Ascenso y caída de la belleza dental
Jane Smiley. En su última novela, un matrimonio de exitosos odontólogos presenta una falsa familia Ingalls moderna.
Aunque Jack London la exaltó en La ley de la vida (uno de sus gloriosos cuentos de esquimales) es infrecuente encontrarse con la cuestión dental en el contexto de un drama. Pero sabemos que una buena dentadura, además de proyectar belleza y juventud, expresa vigor, respeto social, prosperidad, tanto como su deterioro es preámbulo de deterioro, abandono y decadencia. En un registro muy distinto al de London, La edad del desconsuelo evoca el asunto y, a su vez, se vale de un profuso caudal metafórico-odontológico en los distintos niveles de esta historia.
Jane Smiley pone en escena a un matrimonio de dentistas exitosos, afincado en un barrio próspero, con sus hijitas de siete, cinco y tres años de edad: una suerte de moderna y amorosa familia Ingalls que, sin embargo, no lo es tanto. Aunque parece haber alcanzado el mismo cenit burde gués de la clase media estadounidense, al clan le llegan días oscuros cuando comienza a asomar el desmoronamiento: el deterioro de la pareja gastada, el sexo insípido y lejano, la infidelidad, la somatización de los problemas.
El derrumbe subrepticio y la lenta extinción de todo lo construido, avanza narrado por Dave Hurst, marido de Dana. Ellos, que creían haber formado un hogar perfecto, sienten esa infección penetrando el esmalte de sus voluntades, tocando las raíces, expandiéndose por la casa, reverberando sintomáticamente en sus hijas; llegando hasta el hueso. A su vez, mientras que las alegorías apelan a la más pura y dura materialidad, La edad del desconsuelo confirma que casi todo lo doloroso se constituye espectralmente, y así se articula en sus páginas, donde los mayores monstruos son fantasmas; imprecisiones, especulaciones, zonas grises.
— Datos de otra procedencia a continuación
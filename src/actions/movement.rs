use crate::app::AppState;

// Screen coordinates: y grows downwards, like the layout's
fn move_in_direction(app: &mut AppState, direction_x: f64, direction_y: f64) -> bool {
    let Some(active_id) = app.selected_node_id.as_deref() else {
        return false;
    };

    match app.layout.nearest_in_direction(active_id, direction_x, direction_y) {
        Some(target) => {
            app.selected_node_id = Some(target.to_string());
            true
        }
        None => false,
    }
}

pub fn go_up(app: &mut AppState) {
    move_in_direction(app, 0.0, -1.0);
}

pub fn go_down(app: &mut AppState) {
    move_in_direction(app, 0.0, 1.0);
}

/// Moves left, or to the parent when nothing lies to the left.
pub fn go_left(app: &mut AppState) {
    if move_in_direction(app, -1.0, 0.0) {
        return;
    }
    let parent = app.selected_node().and_then(|n| n.parent_id.clone());
    if let Some(parent) = parent.filter(|p| app.layout.contains(p)) {
        app.selected_node_id = Some(parent);
    }
}

pub fn go_right(app: &mut AppState) {
    move_in_direction(app, 1.0, 0.0);
}

pub fn go_to_root(app: &mut AppState) {
    if let Some(root) = app.root_id() {
        app.selected_node_id = Some(root);
    }
}

#[cfg(test)]
mod tests {
    use super::*;
    use crate::config::AppConfig;
    use crate::store::MindMapStore;

    // root with children right (600,300) and left (200,300); `deep` hangs
    // below the right child
    fn create_test_app() -> (AppState, String, String, String) {
        let mut app = AppState::new(AppConfig::default(), MindMapStore::in_memory());
        app.ensure_current_map();
        let root = app.root_id().unwrap();
        let right = app.add_child(&root, Some("Right")).unwrap();
        let left = app.add_child(&root, Some("Left")).unwrap();
        app.add_child(&right, Some("Deep")).unwrap();
        (app, root, right, left)
    }

    #[test]
    fn test_horizontal_movement() {
        let (mut app, root, right, left) = create_test_app();

        go_right(&mut app);
        assert_eq!(app.selected_node_id.as_deref(), Some(right.as_str()));

        go_to_root(&mut app);
        go_left(&mut app);
        assert_eq!(app.selected_node_id.as_deref(), Some(left.as_str()));

        // Nothing further left: fall back to the parent
        go_left(&mut app);
        assert_eq!(app.selected_node_id.as_deref(), Some(root.as_str()));
    }

    #[test]
    fn test_go_to_root() {
        let (mut app, root, right, _) = create_test_app();
        app.selected_node_id = Some(right);
        go_to_root(&mut app);
        assert_eq!(app.selected_node_id, Some(root));
    }

    #[test]
    fn test_no_move_when_nothing_in_direction() {
        let mut app = AppState::new(AppConfig::default(), MindMapStore::in_memory());
        app.ensure_current_map();
        let root = app.root_id();

        go_up(&mut app);
        go_down(&mut app);
        assert_eq!(app.selected_node_id, root);
    }
}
A través del prisma de los detalles, Dave observa y recuerda, contrasta su presente hostil con los días universitarios, los años luminosos en que conoció a su esposa y eran puro futuro. Esa juventud perdida es parte sustancial de su soliloquio –casi un epitafio de la relación conyugal– y su mirada melancólica crece por oposición frente a la artificialidad exterior de la familia modelo que ha formado, forzada hasta la maníaca perfección de un aviso publicitario. La casa enorme y primorosa, merced a la alta hipoteca adquirida para cumplir con las exigencias de su clase, se integra también a la debacle, acusando recibo en los golpes de ausencia, en camas vacías, en enfermedades.
“Para un dentista, la naturaleza social de su oficio es la parte más dura” dice Dave por allí, con el humor sombrío que reaparecerá, incluyendo ironías en la cuestión de género al recordar épocas de estudiante: “El profesor Perl, que impartía Bioquímica I, abandonó la costumbre de preguntarle a la única chica de la clase ‘Señorita Magnus ¿lo ha comprendido?’ asumiendo que si Dana era capaz de entenderlo, todos los demás (hombres), también”.
Jane Smiley logra, además de una típica voz masculina de su tiempo (es decir, de un varón “no deconstruido” nacido en la década del 40, como ella) el despliegue de todo un abanico metafórico que abreva en el universo dental. Desde allí acierta, también, en la fatalidad: “Los dientes sobreviven a todo. La muerte no es nada para un diente. Cientos de años bajo suelo ácido sólo sirven para mantener el diente limpio. Un fuego que consume el pelo, la carne, e incluso el hueso, deja los dientes intactos, brillando como margaritas entre cenizas. Es la vida lo que acaba con los dientes”.